Find the lines in the records below that contain "href", and report each of them.

[Dataset entries]

[Start of Attachment]

//! Store detail page with the store's inventory as a paginated sub-list.

use leptos::prelude::*;
use leptos_router::NavigateOptions;
use leptos_router::hooks::{use_navigate, use_params_map};

use crate::components::error_banner::ErrorBanner;
use crate::components::loading_spinner::LoadingSpinner;
use crate::components::navbar::Navbar;
use crate::components::pagination::Pagination;
use crate::net::resource::{STORES, books_by_store};
use crate::net::types::{Book, PageRequest, PageResponse};
use crate::state::resource as paged;
use crate::state::resource::StoresState;
use crate::state::session::SessionState;
use crate::util::format::{format_price, or_dash};
use crate::util::guard::{RouteAccess, install_guard};

#[component]
pub fn StoreDetailPage() -> impl IntoView {
    let session = expect_context::<RwSignal<SessionState>>();
    let stores = expect_context::<RwSignal<StoresState>>();
    let navigate = use_navigate();
    install_guard(session, RouteAccess::Authenticated, navigate.clone());

    let params = use_params_map();
    let id = move || params.read().get("id").and_then(|v| v.parse::<i64>().ok());

    stores.update(StoresState::clear_selected);

    let store_books = RwSignal::new(None::<PageResponse<Book>>);
    let books_request = RwSignal::new(PageRequest::default());
    let books_error = RwSignal::new(None::<String>);

    let load_books = move |request: PageRequest| {
        let Some(store_id) = id() else {
            return;
        };
        books_request.set(request.clone());
        #[cfg(feature = "hydrate")]
        {
            let token = session.get_untracked().token();
            leptos::task::spawn_local(async move {
                match books_by_store(token.as_deref(), store_id, &request).await {
                    Ok(page) => {
                        store_books.set(Some(page));
                        books_error.set(None);
                    }
                    Err(err) => books_error.set(Some(err)),
                }
            });
        }
        #[cfg(not(feature = "hydrate"))]
        let _ = store_id;
    };

    Effect::new(move |_| {
        let Some(store_id) = id() else {
            navigate("/stores", NavigateOptions::default());
            return;
        };
        load_books(PageRequest::default());
        #[cfg(feature = "hydrate")]
        {
            let token = session.get_untracked().token();
            let navigate = navigate.clone();
            leptos::task::spawn_local(async move {
                if paged::load_by_id(stores, &STORES, token, store_id).await.is_err() {
                    navigate("/stores", NavigateOptions::default());
                }
            });
        }
        #[cfg(not(feature = "hydrate"))]
        let _ = store_id;
    });

    let on_page = Callback::new(move |page: u32| {
        load_books(books_request.get_untracked().with_page(page));
    });
    let on_size = Callback::new(move |size: u32| {
        load_books(books_request.get_untracked().with_size(size));
    });

    let is_admin = move || session.get().is_admin();
    let store = move || stores.get().selected.clone();

    let current_page = Signal::derive(move || store_books.get().as_ref().map_or(0, |p| p.page));
    let page_size = Signal::derive(move || books_request.get().size);
    let total_elements =
        Signal::derive(move || store_books.get().as_ref().map_or(0, |p| p.total_elements));
    let total_pages =
        Signal::derive(move || store_books.get().as_ref().map_or(0, |p| p.total_pages));
    let is_first = Signal::derive(move || store_books.get().as_ref().is_none_or(|p| p.first));
    let is_last = Signal::derive(move || store_books.get().as_ref().is_none_or(|p| p.last));

    view! {
        <Navbar/>
        <main class="page">
            <Show when=move || store().is_some() fallback=move || view! { <LoadingSpinner/> }>
                {move || {
                    store()
                        .map(|store| {
                            let edit = format!("/stores/{}/edit", store.id);
                            view! {
                                <header class="page__header">
                                    <h1>{store.name.clone()}</h1>
                                    <div class="page__actions">
                                        <a class="btn" href="/stores">
                                            "Back"
                                        </a>
                                        <Show when=is_admin>
                                            <a class="btn btn--primary" href=edit.clone()>
                                                "Edit"
                                            </a>
                                        </Show>
                                    </div>
                                </header>

                                <dl class="detail">
                                    <dt>"Address"</dt>
                                    <dd>{or_dash(store.address.as_deref())}</dd>
                                    <dt>"City"</dt>
                                    <dd>{or_dash(store.city.as_deref())}</dd>
                                    <dt>"Country"</dt>
                                    <dd>{or_dash(store.country.as_deref())}</dd>
                                </dl>
                            }
                        })
                }}
            </Show>

            <section class="detail__section">
                <h2>"Inventory"</h2>
                <ErrorBanner message=books_error/>
                <Show when=move || store_books.get().is_some()>
                    <table class="data-table">
                        <thead>
                            <tr>
                                <th>"Title"</th>
                                <th>"ISBN"</th>
                                <th>"Price"</th>
                            </tr>
                        </thead>
                        <tbody>
                            {move || {
                                store_books
                                    .get()
                                    .map(|page| page.content)
                                    .unwrap_or_default()
                                    .into_iter()
                                    .map(|book| {
                                        let href = format!("/books/{}", book.id);
                                        view! {
                                            <tr>
                                                <td>
                                                    <a href=href>{book.title.clone()}</a>
                                                </td>
                                                <td>{book.isbn.clone()}</td>
                                                <td>{format_price(book.price)}</td>
                                            </tr>
                                        }
                                    })
                                    .collect::<Vec<_>>()
                            }}
                        </tbody>
                    </table>
                    <Show when=move || {
                        store_books.get().as_ref().is_some_and(|p| p.content.is_empty())
                    }>
                        <p class="page__empty">"No books carried by this store."</p>
                    </Show>

                    <Pagination
                        current_page=current_page
                        page_size=page_size
                        total_elements=total_elements
                        total_pages=total_pages
                        is_first=is_first
                        is_last=is_last
                        on_page=on_page
                        on_size=on_size
                    />
                </Show>
            </section>
        </main>
    }
}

[End of Attachment]

Task answer:
                                        <a class="btn" href="/stores">
                                            <a class="btn btn--primary" href=edit.clone()>
                                        let href = format!("/books/{}", book.id);
                                                    <a href=href>{book.title.clone()}</a>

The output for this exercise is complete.